A federal grand jury in Charlotte returned an indictment charging a North Carolina man with masterminding and directing a massive scheme to deceive state insurance regulators and defraud thousands of policyholders and others in connection with insurance companies he controlled, according to US Department of Justice.
According to court documents, from no later than 2016 through at least 2019, Greg E. Lindberg, 53, of Durham, and others allegedly agreed to defraud various insurance companies, other third parties, and ultimately, thousands of insurance policyholders.
Lindberg allegedly deceived the North Carolina Department of Insurance and other regulators, evaded regulatory requirements meant to protect policyholders, concealed the true financial condition of his insurance companies, and improperly used insurance company funds for his personal benefit.
In particular, the indictment alleges that Lindberg personally benefitted from the fraud in part by using insurance company funds to finance his lavish lifestyle, including the purchase and refinancing of personal real estate and “forgiving” more than $125 million in loans from his affiliated companies to himself.
Policyholders rely on insurance company owners to follow the rules so that the benefits they deserve and depend on will be available when neededAssistant Attorney General Kenneth A. Polite, Jr. of the Justice Department’s Criminal Division
In this alleged $2 billion scheme, the defendant defrauded regulators and policyholders alike, causing substantial financial harm to thousands of victims.
As this prosecution demonstrates, no matter how complex the scheme, the department will hold accountable corporate executives whose crimes leave policyholders holding the bag while lining their own pockets.
The charged conduct allegedly caused substantial financial hardship to the victims. Lindberg allegedly caused the insurance companies to engage in investments of nearly $2 billion as part of his scheme, most of which remained outstanding as of September 2022.
Since 2019, multiple insurance companies controlled by Lindberg have been placed into rehabilitation or liquidation.

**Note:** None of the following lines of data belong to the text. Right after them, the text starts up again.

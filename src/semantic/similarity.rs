//! Vector similarity scoring.

use std::cmp::Ordering;

/// Calculate cosine similarity between two vectors.
///
/// Returns 0.0 when either vector has zero magnitude or the lengths differ.
pub fn cosine_similarity(a: &[f32], b: &[f32]) -> f32 {
    if a.len() != b.len() {
        return 0.0;
    }

    let dot_product: f32 = a.iter().zip(b.iter()).map(|(x, y)| x * y).sum();
    let magnitude_a: f32 = a.iter().map(|x| x * x).sum::<f32>().sqrt();
    let magnitude_b: f32 = b.iter().map(|x| x * x).sum::<f32>().sqrt();

    if magnitude_a == 0.0 || magnitude_b == 0.0 {
        return 0.0;
    }

    dot_product / (magnitude_a * magnitude_b)
}

/// Score every candidate against `query` and sort by similarity, highest first.
///
/// The sort is stable: equal scores keep candidate order. NaN scores sort last.
pub fn rank_by_similarity<'a, K, I>(query: &[f32], candidates: I) -> Vec<(K, f32)>
where
    I: IntoIterator<Item = (K, &'a [f32])>,
{
    let mut scored: Vec<(K, f32)> = candidates
        .into_iter()
        .map(|(key, vector)| (key, cosine_similarity(query, vector)))
        .collect();

    scored.sort_by(|a, b| match (a.1.is_nan(), b.1.is_nan()) {
        (true, false) => Ordering::Greater,
        (false, true) => Ordering::Less,
        _ => b.1.partial_cmp(&a.1).unwrap_or(Ordering::Equal),
    });
    scored
}

#[cfg(test)]
mod tests {
    use super::*;

    #[test]
    fn test_cosine_similarity() {
        // Identical vectors
        let v1 = vec![1.0, 0.0, 0.0];
        let v2 = vec![1.0, 0.0, 0.0];
        assert!((cosine_similarity(&v1, &v2) - 1.0).abs() < 0.001);

        // Orthogonal vectors
        let v3 = vec![0.0, 1.0, 0.0];
        assert!((cosine_similarity(&v1, &v3) - 0.0).abs() < 0.001);

        // Opposite vectors
        let v4 = vec![-1.0, 0.0, 0.0];
        assert!((cosine_similarity(&v1, &v4) - (-1.0)).abs() < 0.001);
    }

    #[test]
    fn test_self_similarity_is_one() {
        let v = vec![0.3, -1.7, 4.2, 0.01];
        assert!((cosine_similarity(&v, &v) - 1.0).abs() < 1e-6);
    }

    #[test]
    fn test_symmetry() {
        let u = vec![0.5, 0.1, -0.3];
        let v = vec![0.2, 0.9, 0.4];
        assert_eq!(cosine_similarity(&u, &v), cosine_similarity(&v, &u));
    }

    #[test]
    fn test_zero_norm_scores_zero() {
        let zero = vec![0.0, 0.0, 0.0];
        let v = vec![1.0, 2.0, 3.0];
        assert_eq!(cosine_similarity(&zero, &v), 0.0);
        assert_eq!(cosine_similarity(&v, &zero), 0.0);
        assert_eq!(cosine_similarity(&zero, &zero), 0.0);
    }

    #[test]
    fn test_rank_orders_descending_and_keeps_ties_stable() {
        let query = [1.0, 0.0];
        let a = [1.0, 0.0];
        let b = [0.0, 1.0];
        let c = [2.0, 0.0];
        let ranked = rank_by_similarity(&query, [("b", &b[..]), ("a", &a[..]), ("c", &c[..])]);

        let keys: Vec<&str> = ranked.iter().map(|(k, _)| *k).collect();
        assert_eq!(keys, vec!["a", "c", "b"]);
    }

    #[test]
    fn test_length_mismatch_scores_zero() {
        assert_eq!(cosine_similarity(&[1.0, 1.0, 1.0], &[1.0; 64]), 0.0);
    }

    #[test]
    fn test_nan_scores_rank_last() {
        let query = [f32::MAX, 0.0];
        let good = [1.0, 0.0];
        let huge = [f32::MAX, f32::MAX];
        let ranked = rank_by_similarity(&query, [("huge", &huge[..]), ("good", &good[..])]);

        assert_eq!(ranked[0].0, "good");
        assert!(ranked[1].1.is_nan());
    }
}
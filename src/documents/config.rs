//! Configuration for where documents are read from and how they are chunked.

use serde::{Deserialize, Serialize};
use std::path::PathBuf;

use super::chunker::DEFAULT_CHUNK_SIZE;

/// The `[documents]` settings section.
#[derive(Debug, Clone, Serialize, Deserialize)]
pub struct DocumentsConfig {
    /// Directory that relative document names are resolved against.
    #[serde(default = "default_root")]
    pub root: PathBuf,

    /// Document checked when the CLI is given no name.
    #[serde(default = "default_document")]
    pub default_document: String,

    /// Blob container URL. When set, documents are fetched over HTTP(S).
    #[serde(default, skip_serializing_if = "Option::is_none")]
    pub blob_url: Option<String>,

    /// Query string appended to blob URLs (e.g. a SAS token, with leading `?`).
    #[serde(default, skip_serializing_if = "Option::is_none")]
    pub blob_query: Option<String>,

    /// Words per chunk.
    #[serde(default = "default_chunk_size")]
    pub chunk_size: usize,
}

fn default_root() -> PathBuf {
    PathBuf::from(".")
}

fn default_document() -> String {
    "proper_mou_document.txt".to_string()
}

fn default_chunk_size() -> usize {
    DEFAULT_CHUNK_SIZE
}

impl Default for DocumentsConfig {
    fn default() -> Self {
        Self {
            root: default_root(),
            default_document: default_document(),
            blob_url: None,
            blob_query: None,
            chunk_size: default_chunk_size(),
        }
    }
}
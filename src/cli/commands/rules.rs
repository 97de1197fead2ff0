//! Rules command - maintain the persisted rule cache.

use anyhow::Context;

use crate::config::Settings;
use crate::io::ExitCode;
use crate::pipeline::rebuild_rule_cache;
use crate::rules::{RefreshOutcome, cache};

/// Build or refresh the rule cache.
pub async fn run_build(settings: &Settings, force: bool) -> anyhow::Result<ExitCode> {
    let outcome = rebuild_rule_cache(settings, force)
        .await
        .context("cannot build rule cache")?;
    let cache_path = settings.resolve_path(&settings.rules.cache);

    match outcome {
        RefreshOutcome::Reused { rules } => println!(
            "Rule cache is up to date: {rules} rules in {}",
            cache_path.display()
        ),
        RefreshOutcome::Rebuilt { rules, dimension } => println!(
            "Built rule cache: {rules} rules ({dimension} dimensions) in {}",
            cache_path.display()
        ),
    }
    Ok(ExitCode::Success)
}

/// Print the cache fingerprint.
pub fn run_status(settings: &Settings) -> ExitCode {
    let cache_path = settings.resolve_path(&settings.rules.cache);
    if !cache_path.exists() {
        println!("No rule cache at {}", cache_path.display());
        println!("Run 'clausewise rules build' to create it.");
        return ExitCode::GeneralError;
    }

    println!("Rule cache: {}", cache_path.display());
    match cache::load_fingerprint(&cache_path) {
        Some(fingerprint) => {
            let built = chrono::DateTime::from_timestamp(fingerprint.created_at as i64, 0)
                .map(|t| t.to_rfc3339())
                .unwrap_or_else(|| fingerprint.created_at.to_string());
            println!("  model:       {}", fingerprint.model);
            println!("  dimension:   {}", fingerprint.dimension);
            println!("  chunk size:  {}", fingerprint.chunk_size);
            println!("  source hash: {}", fingerprint.source_hash);
            println!("  built:       {built}");
        }
        None => println!("  no fingerprint; the next build will regenerate the cache"),
    }
    ExitCode::Success
}
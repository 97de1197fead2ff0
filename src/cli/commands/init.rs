//! Init and Config commands.

use std::path::Path;

use crate::config::{CONFIG_DIR, Settings};
use crate::io::ExitCode;

/// Run init command - create configuration file.
pub fn run_init(dir: &Path, force: bool) -> ExitCode {
    match Settings::init_config_file(dir, force) {
        Ok(path) => {
            if force {
                println!("Wrote configuration file at: {}", path.display());
            } else {
                println!("Created configuration file at: {}", path.display());
            }
            println!("Edit this file to choose extraction, retrieval and validation strategies.");
            println!(
                "Rule caches are stored under {}/ next to the settings file.",
                CONFIG_DIR
            );
            ExitCode::Success
        }
        Err(e) => {
            eprintln!("Error: {e}");
            ExitCode::GeneralError
        }
    }
}

/// Run config command - display current configuration.
pub fn run_config(config: &Settings) -> ExitCode {
    println!("Current Configuration:");
    println!("{}", "=".repeat(50));
    match toml::to_string_pretty(config) {
        Ok(toml_str) => {
            println!("{toml_str}");
            if let Err(e) = config.validate() {
                eprintln!("Warning: {e}");
            }
            ExitCode::Success
        }
        Err(e) => {
            eprintln!("Error displaying config: {e}");
            ExitCode::GeneralError
        }
    }
}
//! Document ingestion and chunking.
//!
//! This module provides:
//! - Whole-document reads from disk or an HTTP blob endpoint
//! - Fixed-size word chunking for embedding and marker matching

pub mod chunker;
pub mod config;
pub mod source;
pub mod types;

pub use chunker::{Chunker, DEFAULT_CHUNK_SIZE, SegmentError, WordChunker, segment};
pub use config::DocumentsConfig;
pub use source::{DocumentSource, FsDocumentSource, HttpDocumentSource};
pub use types::{Chunk, Document};

use std::time::Duration;

use crate::error::ProviderResult;

/// Build the document source described by the settings.
///
/// A configured `blob_url` wins over the local root directory.
pub fn source_from_config(
    config: &DocumentsConfig,
    timeout: Duration,
) -> ProviderResult<Box<dyn DocumentSource>> {
    match &config.blob_url {
        Some(url) => {
            tracing::debug!(target: "documents", "reading documents from {url}");
            Ok(Box::new(HttpDocumentSource::new(
                url,
                config.blob_query.as_deref(),
                timeout,
            )?))
        }
        None => {
            tracing::debug!(target: "documents", "reading documents from {}", config.root.display());
            Ok(Box::new(FsDocumentSource::new(config.root.clone())))
        }
    }
}
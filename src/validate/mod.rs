//! Per-clause compliance decisions.

mod model;
mod threshold;

pub use model::{COMPLIANCE_SCHEMA_NAME, ModelValidator, compliance_schema};
pub use threshold::ThresholdValidator;

use async_trait::async_trait;

use crate::error::ProviderResult;
use crate::report::ComplianceResult;
use crate::rules::RuleContext;
use crate::types::ClauseKind;

/// Decides whether one clause complies with the retrieved rules.
#[async_trait]
pub trait ComplianceValidator: Send + Sync {
    async fn validate(
        &self,
        clause: ClauseKind,
        clause_text: &str,
        context: &RuleContext,
    ) -> ProviderResult<ComplianceResult>;

    fn name(&self) -> &'static str;

    /// Whether this validator needs similarity scores from retrieval.
    fn needs_ranked_context(&self) -> bool {
        false
    }
}
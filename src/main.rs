//! Command-line entry point for clausewise.

use clap::Parser;

use clausewise::Settings;
use clausewise::cli::commands::{chat, check, init, rules};
use clausewise::cli::{Cli, Commands, RulesAction};
use clausewise::io::{ExitCode, OutputFormat};
use clausewise::logging;

#[tokio::main]
async fn main() -> std::process::ExitCode {
    dotenvy::dotenv().ok();
    let cli = Cli::parse();

    // Init must work before any configuration exists.
    if let Commands::Init { force } = &cli.command {
        logging::init();
        let dir = match std::env::current_dir() {
            Ok(dir) => dir,
            Err(e) => {
                eprintln!("Error: cannot determine current directory: {e}");
                return ExitCode::GeneralError.into();
            }
        };
        return init::run_init(&dir, *force).into();
    }

    let loaded = match &cli.config {
        Some(path) => Settings::load_from(path),
        None => Settings::load(),
    };
    let mut settings = match loaded {
        Ok(settings) => settings,
        Err(e) => {
            eprintln!("Configuration error: {e}");
            return ExitCode::GeneralError.into();
        }
    };
    logging::init_with_config(&settings.logging, cli.info);

    let result = match cli.command {
        Commands::Init { .. } => unreachable!("handled above"),
        Commands::Config => Ok(init::run_config(&settings)),
        Commands::Check {
            document,
            overrides,
            json,
            details,
        } => {
            overrides.apply(&mut settings);
            check::run_check(
                &settings,
                document.as_deref(),
                OutputFormat::from_json_flag(json),
                details,
            )
            .await
        }
        Commands::Rules { action } => match action {
            RulesAction::Build { source, force } => {
                if let Some(source) = source {
                    settings.rules.source = source;
                }
                rules::run_build(&settings, force).await
            }
            RulesAction::Status => Ok(rules::run_status(&settings)),
        },
        Commands::Chat {
            document,
            no_check,
            overrides,
        } => {
            overrides.apply(&mut settings);
            chat::run_chat(&settings, document.as_deref(), no_check).await
        }
    };

    match result {
        Ok(code) => code.into(),
        Err(e) => {
            eprintln!("Error: {e:#}");
            ExitCode::GeneralError.into()
        }
    }
}
impl Settings {
    /// Load configuration from all sources
    pub fn load() -> Result<Self, Box<figment::Error>> {
        // Try to find the workspace root by looking for .clausewise directory
        let config_path = Self::find_workspace_config()
            .unwrap_or_else(|| PathBuf::from(CONFIG_DIR).join(SETTINGS_FILE));

        Self::figment(&config_path)
            .extract()
            .map_err(Box::new)
            .map(|mut settings: Settings| {
                // If workspace_root is not set in config, detect it
                if settings.workspace_root.is_none() {
                    settings.workspace_root = Self::workspace_root();
                }
                settings
            })
    }

    /// Load configuration from a specific file
    pub fn load_from(path: impl AsRef<Path>) -> Result<Self, Box<figment::Error>> {
        Self::figment(path.as_ref()).extract().map_err(Box::new)
    }

    fn figment(config_path: &Path) -> Figment {
        Figment::new()
            // Start with defaults
            .merge(Serialized::defaults(Settings::default()))
            // Layer in config file if it exists
            .merge(Toml::file(config_path))
            // Azure variables under their historical names
            .merge(azure_env())
            // Layer in environment variables with CW_ prefix
            // Use double underscore (__) to separate nested levels
            // Single underscore (_) remains as is within field names
            .merge(Env::prefixed("CW_").map(|key| {
                key.as_str()
                    .to_lowercase()
                    .replace("__", ".") // Double underscore becomes dot
                    .into()
            }))
    }

    /// Find the workspace root by looking for .clausewise directory
    /// Searches from current directory up to root
    fn find_workspace_config() -> Option<PathBuf> {
        Self::workspace_root().map(|root| root.join(CONFIG_DIR).join(SETTINGS_FILE))
    }

    /// Get the workspace root directory (where .clausewise is located)
    pub fn workspace_root() -> Option<PathBuf> {
        let current = std::env::current_dir().ok()?;

        current
            .ancestors()
            .find(|ancestor| ancestor.join(CONFIG_DIR).is_dir())
            .map(Path::to_path_buf)
    }

    /// Save current configuration to file
    pub fn save(&self, path: impl AsRef<Path>) -> Result<(), Box<dyn std::error::Error>> {
        if let Some(parent) = path.as_ref().parent().filter(|p| !p.as_os_str().is_empty()) {
            std::fs::create_dir_all(parent)?;
        }

        let toml_string = toml::to_string_pretty(self)?;
        std::fs::write(path, toml_string)?;

        Ok(())
    }

    /// Create a default settings file under `dir/.clausewise`
    pub fn init_config_file(dir: &Path, force: bool) -> Result<PathBuf, Box<dyn std::error::Error>> {
        let config_path = dir.join(CONFIG_DIR).join(SETTINGS_FILE);

        if !force && config_path.exists() {
            return Err("Configuration file already exists. Use --force to overwrite".into());
        }

        let settings = Settings {
            workspace_root: Some(dir.to_path_buf()),
            ..Settings::default()
        };
        settings.save(&config_path)?;

        Ok(config_path)
    }

    /// Resolve a workspace-relative path against the detected root.
    pub fn resolve_path(&self, path: &Path) -> PathBuf {
        match &self.workspace_root {
            Some(root) if path.is_relative() => root.join(path),
            _ => path.to_path_buf(),
        }
    }

    /// Reject option combinations that cannot produce a run.
    pub fn validate(&self) -> Result<(), String> {
        let pipeline = &self.pipeline;

        if pipeline.validation == ValidationMode::Threshold
            && pipeline.retrieval != RetrievalMode::Embedding
        {
            return Err(
                "threshold validation needs similarity scores; set pipeline.retrieval = \"embedding\""
                    .to_string(),
            );
        }
        if !(-1.0..=1.0).contains(&pipeline.threshold) {
            return Err(format!(
                "pipeline.threshold must be within [-1, 1], got {}",
                pipeline.threshold
            ));
        }
        if pipeline.context_rules == 0 {
            return Err("pipeline.context_rules must be at least 1".to_string());
        }
        if self.documents.chunk_size == 0 || self.rules.chunk_size == 0 {
            return Err("chunk sizes must be greater than zero".to_string());
        }
        for (name, marker) in &self.clauses.markers {
            name.parse::<ClauseKind>()
                .map_err(|e| format!("clauses.markers: {e}"))?;
            if marker.trim().is_empty() {
                return Err(format!("clauses.markers.{name} must not be empty"));
            }
        }

        Ok(())
    }
}
//! Input/Output handling for the CLI.
//!
//! This module provides:
//! - Output format selection (text, JSON)
//! - Consistent exit codes

pub mod exit_code;
pub mod format;

pub use exit_code::ExitCode;
pub use format::OutputFormat;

The indictment reveals a carefully orchestrated scheme that relied on a web of complex financial investments and transactions designed to evade regulators, disguise the financial health of Lindberg’s insurance companies, and conceal the alleged purpose of the scheme: Lindberg’s personal gainU.S. Attorney Dena J. King for the Western District of North Carolina
Lindberg is charged with one count of conspiracy to commit crimes in connection with insurance business, wire fraud, and investment adviser fraud; one count of wire fraud; four counts of false insurance business statements presented to regulators; six counts of false entries about the financial condition or solvency of an insurance business; and one count of money laundering conspiracy. If convicted, he faces a maximum penalty of 20 years in prison on each of the top counts.
People buy insurance products to provide comfort and security. However, this indictment alleges this was a sophisticated and intricate scheme designed for one reason, to benefit Lindberg. The FBI is unwavering in our efforts to hold those accountable who commit federal financial crimes.Acting Special Agent in Charge Michael C. Scherck of the FBI Charlotte Field Office
In December 2022, one of Lindberg’s top executives, Christopher Herwig, pleaded guilty in a related case to conspiring with Lindberg and others to commit wire fraud, investment advisor fraud, and money laundering, as well as to the making of false statements in the business of insurance.
Separately, Lindberg remains under indictment and is awaiting retrial in a case in which he faces several charges stemming from alleged attempts to bribe the Commissioner of the North Carolina Department of Insurance.
The FBI Charlotte Field Office is investigating the case.
Assistant U.S. Attorney Daniel Ryan for the Western District of North Carolina and Trial Attorney Lyndie Freeman of the Criminal Division’s Fraud Section are prosecuting the case.